## [Brief]
From top to bottom, restate the entries below word for word.

(Collected data entries)
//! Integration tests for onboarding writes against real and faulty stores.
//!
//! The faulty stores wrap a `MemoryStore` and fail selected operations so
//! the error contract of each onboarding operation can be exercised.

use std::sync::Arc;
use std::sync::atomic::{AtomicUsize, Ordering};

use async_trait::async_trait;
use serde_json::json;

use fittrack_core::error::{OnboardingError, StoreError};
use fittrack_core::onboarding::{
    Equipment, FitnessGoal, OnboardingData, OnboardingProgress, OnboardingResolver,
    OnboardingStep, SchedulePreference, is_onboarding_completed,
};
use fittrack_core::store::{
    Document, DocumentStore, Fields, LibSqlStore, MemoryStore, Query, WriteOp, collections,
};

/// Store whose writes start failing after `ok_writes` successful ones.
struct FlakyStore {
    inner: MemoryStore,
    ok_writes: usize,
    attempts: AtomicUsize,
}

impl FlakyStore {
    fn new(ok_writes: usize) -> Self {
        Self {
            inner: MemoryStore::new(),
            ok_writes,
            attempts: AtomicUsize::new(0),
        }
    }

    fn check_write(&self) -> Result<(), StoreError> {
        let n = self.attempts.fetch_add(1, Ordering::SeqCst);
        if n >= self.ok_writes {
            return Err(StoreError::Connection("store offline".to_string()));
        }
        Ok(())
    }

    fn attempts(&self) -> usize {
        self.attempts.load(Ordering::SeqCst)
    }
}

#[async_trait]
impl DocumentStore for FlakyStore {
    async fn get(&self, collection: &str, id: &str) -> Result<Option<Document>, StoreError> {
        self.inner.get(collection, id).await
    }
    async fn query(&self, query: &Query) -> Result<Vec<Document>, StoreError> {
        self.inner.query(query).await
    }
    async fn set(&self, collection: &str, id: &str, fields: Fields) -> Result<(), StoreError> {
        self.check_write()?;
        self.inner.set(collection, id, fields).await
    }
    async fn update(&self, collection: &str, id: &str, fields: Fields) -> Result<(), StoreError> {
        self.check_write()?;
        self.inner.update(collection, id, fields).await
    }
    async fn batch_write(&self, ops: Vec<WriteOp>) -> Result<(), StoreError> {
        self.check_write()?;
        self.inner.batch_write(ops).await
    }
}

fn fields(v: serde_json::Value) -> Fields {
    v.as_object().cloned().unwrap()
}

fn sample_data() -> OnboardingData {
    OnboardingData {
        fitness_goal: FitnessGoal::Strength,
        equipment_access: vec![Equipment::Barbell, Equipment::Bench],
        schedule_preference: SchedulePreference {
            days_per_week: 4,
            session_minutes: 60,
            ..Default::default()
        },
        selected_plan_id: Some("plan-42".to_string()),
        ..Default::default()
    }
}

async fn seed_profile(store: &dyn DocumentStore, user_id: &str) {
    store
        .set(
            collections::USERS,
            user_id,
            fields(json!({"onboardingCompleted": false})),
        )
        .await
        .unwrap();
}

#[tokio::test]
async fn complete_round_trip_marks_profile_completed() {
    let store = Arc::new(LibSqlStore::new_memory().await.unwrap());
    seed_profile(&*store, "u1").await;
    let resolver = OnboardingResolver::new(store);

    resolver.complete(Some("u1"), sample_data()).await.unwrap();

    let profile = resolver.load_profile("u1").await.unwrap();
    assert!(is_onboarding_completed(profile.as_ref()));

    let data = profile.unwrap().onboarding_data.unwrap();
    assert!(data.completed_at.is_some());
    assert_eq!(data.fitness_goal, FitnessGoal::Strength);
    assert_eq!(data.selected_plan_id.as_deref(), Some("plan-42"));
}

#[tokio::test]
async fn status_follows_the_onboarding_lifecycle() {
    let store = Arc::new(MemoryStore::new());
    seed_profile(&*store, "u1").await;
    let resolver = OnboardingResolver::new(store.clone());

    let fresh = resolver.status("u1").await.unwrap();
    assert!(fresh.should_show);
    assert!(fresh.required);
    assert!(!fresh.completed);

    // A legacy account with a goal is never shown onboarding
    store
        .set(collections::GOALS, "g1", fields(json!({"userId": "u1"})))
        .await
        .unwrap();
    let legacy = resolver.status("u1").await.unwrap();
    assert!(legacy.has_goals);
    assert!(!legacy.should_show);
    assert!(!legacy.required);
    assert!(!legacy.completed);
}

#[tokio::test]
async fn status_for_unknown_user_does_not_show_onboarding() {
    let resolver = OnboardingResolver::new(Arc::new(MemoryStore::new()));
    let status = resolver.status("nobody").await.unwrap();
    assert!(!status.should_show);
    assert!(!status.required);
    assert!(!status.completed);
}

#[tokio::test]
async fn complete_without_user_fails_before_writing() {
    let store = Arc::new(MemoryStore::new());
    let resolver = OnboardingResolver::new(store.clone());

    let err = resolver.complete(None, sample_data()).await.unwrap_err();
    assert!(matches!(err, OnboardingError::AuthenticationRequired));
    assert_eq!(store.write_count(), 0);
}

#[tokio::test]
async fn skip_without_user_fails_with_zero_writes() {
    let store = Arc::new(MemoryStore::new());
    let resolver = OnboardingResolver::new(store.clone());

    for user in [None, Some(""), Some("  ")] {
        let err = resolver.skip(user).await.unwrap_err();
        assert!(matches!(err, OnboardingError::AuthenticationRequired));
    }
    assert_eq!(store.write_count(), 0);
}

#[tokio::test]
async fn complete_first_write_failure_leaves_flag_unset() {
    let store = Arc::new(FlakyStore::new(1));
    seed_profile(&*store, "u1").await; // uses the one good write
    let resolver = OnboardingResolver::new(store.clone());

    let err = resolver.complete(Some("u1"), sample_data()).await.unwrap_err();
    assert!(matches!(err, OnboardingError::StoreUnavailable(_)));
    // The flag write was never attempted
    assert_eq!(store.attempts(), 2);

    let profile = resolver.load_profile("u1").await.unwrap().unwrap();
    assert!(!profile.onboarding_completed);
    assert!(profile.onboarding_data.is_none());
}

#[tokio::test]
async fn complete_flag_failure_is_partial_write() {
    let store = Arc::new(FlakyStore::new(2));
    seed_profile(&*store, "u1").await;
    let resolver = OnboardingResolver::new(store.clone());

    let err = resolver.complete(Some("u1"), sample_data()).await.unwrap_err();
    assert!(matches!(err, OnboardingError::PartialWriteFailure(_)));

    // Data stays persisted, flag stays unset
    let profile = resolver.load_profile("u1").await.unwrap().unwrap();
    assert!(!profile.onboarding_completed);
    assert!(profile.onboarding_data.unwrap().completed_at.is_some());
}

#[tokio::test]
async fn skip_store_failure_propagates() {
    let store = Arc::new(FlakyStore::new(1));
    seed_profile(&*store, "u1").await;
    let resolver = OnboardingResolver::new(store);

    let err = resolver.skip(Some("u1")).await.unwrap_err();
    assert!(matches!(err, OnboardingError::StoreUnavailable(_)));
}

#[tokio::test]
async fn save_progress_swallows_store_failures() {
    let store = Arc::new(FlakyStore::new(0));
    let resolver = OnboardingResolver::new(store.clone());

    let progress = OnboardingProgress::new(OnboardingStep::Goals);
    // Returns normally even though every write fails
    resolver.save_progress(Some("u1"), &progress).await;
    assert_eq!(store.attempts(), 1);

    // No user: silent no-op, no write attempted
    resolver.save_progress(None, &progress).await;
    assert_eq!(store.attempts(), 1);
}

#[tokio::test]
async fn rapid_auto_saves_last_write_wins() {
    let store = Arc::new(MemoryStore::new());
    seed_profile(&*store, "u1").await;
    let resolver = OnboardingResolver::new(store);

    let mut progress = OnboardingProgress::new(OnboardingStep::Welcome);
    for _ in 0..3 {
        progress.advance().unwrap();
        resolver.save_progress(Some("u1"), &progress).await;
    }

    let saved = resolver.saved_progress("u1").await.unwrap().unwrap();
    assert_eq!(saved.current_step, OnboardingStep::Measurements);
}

## [Answer to this task]
//! Integration tests for onboarding writes against real and faulty stores.
//!
//! The faulty stores wrap a `MemoryStore` and fail selected operations so
//! the error contract of each onboarding operation can be exercised.

use std::sync::Arc;
use std::sync::atomic::{AtomicUsize, Ordering};

use async_trait::async_trait;
use serde_json::json;

use fittrack_core::error::{OnboardingError, StoreError};
use fittrack_core::onboarding::{
    Equipment, FitnessGoal, OnboardingData, OnboardingProgress, OnboardingResolver,
    OnboardingStep, SchedulePreference, is_onboarding_completed,
};
use fittrack_core::store::{
    Document, DocumentStore, Fields, LibSqlStore, MemoryStore, Query, WriteOp, collections,
};

/// Store whose writes start failing after `ok_writes` successful ones.
struct FlakyStore {
    inner: MemoryStore,
    ok_writes: usize,
    attempts: AtomicUsize,
}

impl FlakyStore {
    fn new(ok_writes: usize) -> Self {
        Self {
            inner: MemoryStore::new(),
            ok_writes,
            attempts: AtomicUsize::new(0),
        }
    }

    fn check_write(&self) -> Result<(), StoreError> {
        let n = self.attempts.fetch_add(1, Ordering::SeqCst);
        if n >= self.ok_writes {
            return Err(StoreError::Connection("store offline".to_string()));
        }
        Ok(())
    }

    fn attempts(&self) -> usize {
        self.attempts.load(Ordering::SeqCst)
    }
}

#[async_trait]
impl DocumentStore for FlakyStore {
    async fn get(&self, collection: &str, id: &str) -> Result<Option<Document>, StoreError> {
        self.inner.get(collection, id).await
    }
    async fn query(&self, query: &Query) -> Result<Vec<Document>, StoreError> {
        self.inner.query(query).await
    }
    async fn set(&self, collection: &str, id: &str, fields: Fields) -> Result<(), StoreError> {
        self.check_write()?;
        self.inner.set(collection, id, fields).await
    }
    async fn update(&self, collection: &str, id: &str, fields: Fields) -> Result<(), StoreError> {
        self.check_write()?;
        self.inner.update(collection, id, fields).await
    }
    async fn batch_write(&self, ops: Vec<WriteOp>) -> Result<(), StoreError> {
        self.check_write()?;
        self.inner.batch_write(ops).await
    }
}

fn fields(v: serde_json::Value) -> Fields {
    v.as_object().cloned().unwrap()
}

fn sample_data() -> OnboardingData {
    OnboardingData {
        fitness_goal: FitnessGoal::Strength,
        equipment_access: vec![Equipment::Barbell, Equipment::Bench],
        schedule_preference: SchedulePreference {
            days_per_week: 4,
            session_minutes: 60,
            ..Default::default()
        },
        selected_plan_id: Some("plan-42".to_string()),
        ..Default::default()
    }
}

async fn seed_profile(store: &dyn DocumentStore, user_id: &str) {
    store
        .set(
            collections::USERS,
            user_id,
            fields(json!({"onboardingCompleted": false})),
        )
        .await
        .unwrap();
}

#[tokio::test]
async fn complete_round_trip_marks_profile_completed() {
    let store = Arc::new(LibSqlStore::new_memory().await.unwrap());
    seed_profile(&*store, "u1").await;
    let resolver = OnboardingResolver::new(store);

    resolver.complete(Some("u1"), sample_data()).await.unwrap();

    let profile = resolver.load_profile("u1").await.unwrap();
    assert!(is_onboarding_completed(profile.as_ref()));

    let data = profile.unwrap().onboarding_data.unwrap();
    assert!(data.completed_at.is_some());
    assert_eq!(data.fitness_goal, FitnessGoal::Strength);
    assert_eq!(data.selected_plan_id.as_deref(), Some("plan-42"));
}

#[tokio::test]
async fn status_follows_the_onboarding_lifecycle() {
    let store = Arc::new(MemoryStore::new());
    seed_profile(&*store, "u1").await;
    let resolver = OnboardingResolver::new(store.clone());

    let fresh = resolver.status("u1").await.unwrap();
    assert!(fresh.should_show);
    assert!(fresh.required);
    assert!(!fresh.completed);

    // A legacy account with a goal is never shown onboarding
    store
        .set(collections::GOALS, "g1", fields(json!({"userId": "u1"})))
        .await
        .unwrap();
    let legacy = resolver.status("u1").await.unwrap();
    assert!(legacy.has_goals);
    assert!(!legacy.should_show);
    assert!(!legacy.required);
    assert!(!legacy.completed);
}

#[tokio::test]
async fn status_for_unknown_user_does_not_show_onboarding() {
    let resolver = OnboardingResolver::new(Arc::new(MemoryStore::new()));
    let status = resolver.status("nobody").await.unwrap();
    assert!(!status.should_show);
    assert!(!status.required);
    assert!(!status.completed);
}

#[tokio::test]
async fn complete_without_user_fails_before_writing() {
    let store = Arc::new(MemoryStore::new());
    let resolver = OnboardingResolver::new(store.clone());

    let err = resolver.complete(None, sample_data()).await.unwrap_err();
    assert!(matches!(err, OnboardingError::AuthenticationRequired));
    assert_eq!(store.write_count(), 0);
}

#[tokio::test]
async fn skip_without_user_fails_with_zero_writes() {
    let store = Arc::new(MemoryStore::new());
    let resolver = OnboardingResolver::new(store.clone());

    for user in [None, Some(""), Some("  ")] {
        let err = resolver.skip(user).await.unwrap_err();
        assert!(matches!(err, OnboardingError::AuthenticationRequired));
    }
    assert_eq!(store.write_count(), 0);
}

#[tokio::test]
async fn complete_first_write_failure_leaves_flag_unset() {
    let store = Arc::new(FlakyStore::new(1));
    seed_profile(&*store, "u1").await; // uses the one good write
    let resolver = OnboardingResolver::new(store.clone());

    let err = resolver.complete(Some("u1"), sample_data()).await.unwrap_err();
    assert!(matches!(err, OnboardingError::StoreUnavailable(_)));
    // The flag write was never attempted
    assert_eq!(store.attempts(), 2);

    let profile = resolver.load_profile("u1").await.unwrap().unwrap();
    assert!(!profile.onboarding_completed);
    assert!(profile.onboarding_data.is_none());
}

#[tokio::test]
async fn complete_flag_failure_is_partial_write() {
    let store = Arc::new(FlakyStore::new(2));
    seed_profile(&*store, "u1").await;
    let resolver = OnboardingResolver::new(store.clone());

    let err = resolver.complete(Some("u1"), sample_data()).await.unwrap_err();
    assert!(matches!(err, OnboardingError::PartialWriteFailure(_)));

    // Data stays persisted, flag stays unset
    let profile = resolver.load_profile("u1").await.unwrap().unwrap();
    assert!(!profile.onboarding_completed);
    assert!(profile.onboarding_data.unwrap().completed_at.is_some());
}

#[tokio::test]
async fn skip_store_failure_propagates() {
    let store = Arc::new(FlakyStore::new(1));
    seed_profile(&*store, "u1").await;
    let resolver = OnboardingResolver::new(store);

    let err = resolver.skip(Some("u1")).await.unwrap_err();
    assert!(matches!(err, OnboardingError::StoreUnavailable(_)));
}

#[tokio::test]
async fn save_progress_swallows_store_failures() {
    let store = Arc::new(FlakyStore::new(0));
    let resolver = OnboardingResolver::new(store.clone());

    let progress = OnboardingProgress::new(OnboardingStep::Goals);
    // Returns normally even though every write fails
    resolver.save_progress(Some("u1"), &progress).await;
    assert_eq!(store.attempts(), 1);

    // No user: silent no-op, no write attempted
    resolver.save_progress(None, &progress).await;
    assert_eq!(store.attempts(), 1);
}

#[tokio::test]
async fn rapid_auto_saves_last_write_wins() {
    let store = Arc::new(MemoryStore::new());
    seed_profile(&*store, "u1").await;
    let resolver = OnboardingResolver::new(store);

    let mut progress = OnboardingProgress::new(OnboardingStep::Welcome);
    for _ in 0..3 {
        progress.advance().unwrap();
        resolver.save_progress(Some("u1"), &progress).await;
    }

    let saved = resolver.saved_progress("u1").await.unwrap().unwrap();
    assert_eq!(saved.current_step, OnboardingStep::Measurements);
}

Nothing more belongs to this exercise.